**TO DO:** Your task is to reproduce exactly the lines that run from the beginning of the data through the line where "validation failures are" appears.

┄┄┄┄┄┄┄┄┄┄

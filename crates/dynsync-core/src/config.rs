//! Configuration types for the dynsync system
//!
//! This module defines all configuration structures used throughout the
//! crate. Every type validates itself; all validation failures are
//! [`crate::Error::Config`] and reject the offending record before the
//! engine ever sees it.

use serde::{Deserialize, Serialize};

/// Top-level settings: the managed records plus engine and resolver tuning
#[derive(Debug, Clone, Default, Serialize, Deserialize)]
pub struct Settings {
    /// DNS records to manage
    pub records: Vec<RecordConfig>,

    /// Engine scheduling settings
    #[serde(default)]
    pub engine: EngineConfig,

    /// Public IP resolver settings
    #[serde(default)]
    pub resolver: ResolverConfig,
}

impl Settings {
    /// Validate the full configuration
    pub fn validate(&self) -> Result<(), crate::Error> {
        if self.records.is_empty() {
            return Err(crate::Error::config("no records configured"));
        }
        for record in &self.records {
            record.validate()?;
        }
        self.engine.validate()?;
        self.resolver.validate()?;
        Ok(())
    }
}

/// One managed record: a domain/owner/IP-version triple bound to a provider
#[derive(Debug, Clone, Serialize, Deserialize)]
pub struct RecordConfig {
    /// Registered domain (e.g. "example.com")
    pub domain: String,

    /// Owner label within the domain; "@" means the apex
    #[serde(default = "default_owner")]
    pub owner: String,

    /// Provider name token, resolved through the registry
    pub provider: String,

    /// Which address family to keep up to date
    #[serde(default)]
    pub ip_version: IpVersion,

    /// Provider-specific settings, decoded by the adapter at construction
    #[serde(default)]
    pub settings: serde_json::Value,
}

impl RecordConfig {
    /// Validate the record-level fields (provider settings are validated by
    /// the adapter's own constructor)
    pub fn validate(&self) -> Result<(), crate::Error> {
        validate_domain_name(&self.domain)?;
        if self.owner.is_empty() {
            return Err(crate::Error::config(format!(
                "record {}: owner cannot be empty (use \"@\" for the apex)",
                self.domain
            )));
        }
        if self.provider.is_empty() {
            return Err(crate::Error::config(format!(
                "record {}: provider cannot be empty",
                self.domain
            )));
        }
        Ok(())
    }

    /// Fully qualified record name: `owner.domain`, or the bare domain for
    /// the apex owner "@"
    pub fn fqdn(&self) -> String {
        build_fqdn(&self.owner, &self.domain)
    }
}

fn default_owner() -> String {
    "@".to_string()
}

/// Build the fully qualified name managed by a record
pub fn build_fqdn(owner: &str, domain: &str) -> String {
    if owner == "@" {
        domain.to_string()
    } else {
        format!("{}.{}", owner, domain)
    }
}

/// Which address family a record tracks
#[derive(Debug, Clone, Copy, Default, PartialEq, Eq, Hash, Serialize, Deserialize)]
#[serde(rename_all = "lowercase")]
pub enum IpVersion {
    /// IPv4 only (A record)
    #[default]
    #[serde(rename = "ipv4")]
    V4,
    /// IPv6 only (AAAA record)
    #[serde(rename = "ipv6")]
    V6,
    /// IPv4 preferred, IPv6 accepted
    #[serde(rename = "dual")]
    Dual,
}

impl std::fmt::Display for IpVersion {
    fn fmt(&self, f: &mut std::fmt::Formatter<'_>) -> std::fmt::Result {
        match self {
            IpVersion::V4 => write!(f, "ipv4"),
            IpVersion::V6 => write!(f, "ipv6"),
            IpVersion::Dual => write!(f, "ipv4 or ipv6"),
        }
    }
}

/// Engine scheduling configuration
///
/// The staleness re-check interval and worker pool size are deliberately
/// operator-configured rather than hardcoded.
#[derive(Debug, Clone, Serialize, Deserialize)]
pub struct EngineConfig {
    /// Seconds between scheduled update cycles
    #[serde(default = "default_tick_interval_secs")]
    pub tick_interval_secs: u64,

    /// A record whose last attempt is older than this is re-checked even
    /// when the public IP has not changed (recovers from earlier failures
    /// and provider-side resets)
    #[serde(default = "default_recheck_interval_secs")]
    pub recheck_interval_secs: u64,

    /// Maximum number of concurrent in-flight provider calls per cycle
    #[serde(default = "default_worker_pool_size")]
    pub worker_pool_size: usize,

    /// Deadline for a single provider update call, in seconds
    #[serde(default = "default_update_timeout_secs")]
    pub update_timeout_secs: u64,

    /// Capacity of the engine event channel; events are dropped (with a
    /// warning log) when full
    #[serde(default = "default_event_channel_capacity")]
    pub event_channel_capacity: usize,
}

impl EngineConfig {
    /// Validate the engine settings
    pub fn validate(&self) -> Result<(), crate::Error> {
        if self.tick_interval_secs == 0 {
            return Err(crate::Error::config("tick_interval_secs must be > 0"));
        }
        if self.worker_pool_size == 0 {
            return Err(crate::Error::config("worker_pool_size must be > 0"));
        }
        if self.update_timeout_secs == 0 {
            return Err(crate::Error::config("update_timeout_secs must be > 0"));
        }
        if self.event_channel_capacity == 0 {
            return Err(crate::Error::config("event_channel_capacity must be > 0"));
        }
        Ok(())
    }
}

impl Default for EngineConfig {
    fn default() -> Self {
        Self {
            tick_interval_secs: default_tick_interval_secs(),
            recheck_interval_secs: default_recheck_interval_secs(),
            worker_pool_size: default_worker_pool_size(),
            update_timeout_secs: default_update_timeout_secs(),
            event_channel_capacity: default_event_channel_capacity(),
        }
    }
}

fn default_tick_interval_secs() -> u64 {
    300
}

fn default_recheck_interval_secs() -> u64 {
    3600
}

fn default_worker_pool_size() -> usize {
    8
}

fn default_update_timeout_secs() -> u64 {
    30
}

fn default_event_channel_capacity() -> usize {
    1000
}

/// Public IP resolver configuration: ordered source URLs per family
#[derive(Debug, Clone, Serialize, Deserialize)]
pub struct ResolverConfig {
    /// IPv4 information sources, tried in order
    #[serde(default = "default_ipv4_sources")]
    pub ipv4_sources: Vec<String>,

    /// IPv6 information sources, tried in order
    #[serde(default = "default_ipv6_sources")]
    pub ipv6_sources: Vec<String>,

    /// Per-source fetch deadline, in seconds
    #[serde(default = "default_resolver_timeout_secs")]
    pub timeout_secs: u64,
}

impl ResolverConfig {
    /// Validate the resolver settings
    pub fn validate(&self) -> Result<(), crate::Error> {
        if self.ipv4_sources.is_empty() && self.ipv6_sources.is_empty() {
            return Err(crate::Error::config(
                "at least one IP information source must be configured",
            ));
        }
        for url in self.ipv4_sources.iter().chain(&self.ipv6_sources) {
            if !url.starts_with("https://") && !url.starts_with("http://") {
                return Err(crate::Error::config(format!(
                    "IP source URL must use http or https: {}",
                    url
                )));
            }
        }
        if self.timeout_secs == 0 {
            return Err(crate::Error::config("resolver timeout_secs must be > 0"));
        }
        Ok(())
    }
}

impl Default for ResolverConfig {
    fn default() -> Self {
        Self {
            ipv4_sources: default_ipv4_sources(),
            ipv6_sources: default_ipv6_sources(),
            timeout_secs: default_resolver_timeout_secs(),
        }
    }
}

fn default_ipv4_sources() -> Vec<String> {
    vec![
        "https://api.ipify.org".to_string(),
        "https://ipv4.icanhazip.com".to_string(),
        "https://ifconfig.me/ip".to_string(),
    ]
}

fn default_ipv6_sources() -> Vec<String> {
    vec![
        "https://api6.ipify.org".to_string(),
        "https://ipv6.icanhazip.com".to_string(),
    ]
}

fn default_resolver_timeout_secs() -> u64 {
    10
}

/// Validate a domain name per RFC 1035 label rules.
///
/// Not comprehensive, but catches the common operator mistakes before a
/// record is registered.
pub fn validate_domain_name(domain: &str) -> Result<(), crate::Error> {
    if domain.is_empty() {
        return Err(crate::Error::config("domain name cannot be empty"));
    }

    if domain.len() > 253 {
        return Err(crate::Error::config(format!(
            "domain name too long: {} chars (max 253)",
            domain.len()
        )));
    }

    for label in domain.split('.') {
        if label.is_empty() {
            return Err(crate::Error::config(format!(
                "domain name has empty label: '{}'",
                domain
            )));
        }

        if label.len() > 63 {
            return Err(crate::Error::config(format!(
                "domain label too long: {} chars (max 63) in '{}'",
                label.len(),
                label
            )));
        }

        if !label.chars().all(|c| c.is_alphanumeric() || c == '-') {
            return Err(crate::Error::config(format!(
                "domain label contains invalid characters: '{}'",
                label
            )));
        }

        if label.starts_with('-') || label.ends_with('-') {
            return Err(crate::Error::config(format!(
                "domain label cannot start or end with hyphen: '{}'",
                label
            )));
        }
    }

    Ok(())
}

┄┄┄┄┄┄┄┄┄┄

**EXERCISE SOLUTION:**
filename crates/dynsync-core/src/config.rs
//! Configuration types for the dynsync system
//!
//! This module defines all configuration structures used throughout the
//! crate. Every type validates itself; all validation failures are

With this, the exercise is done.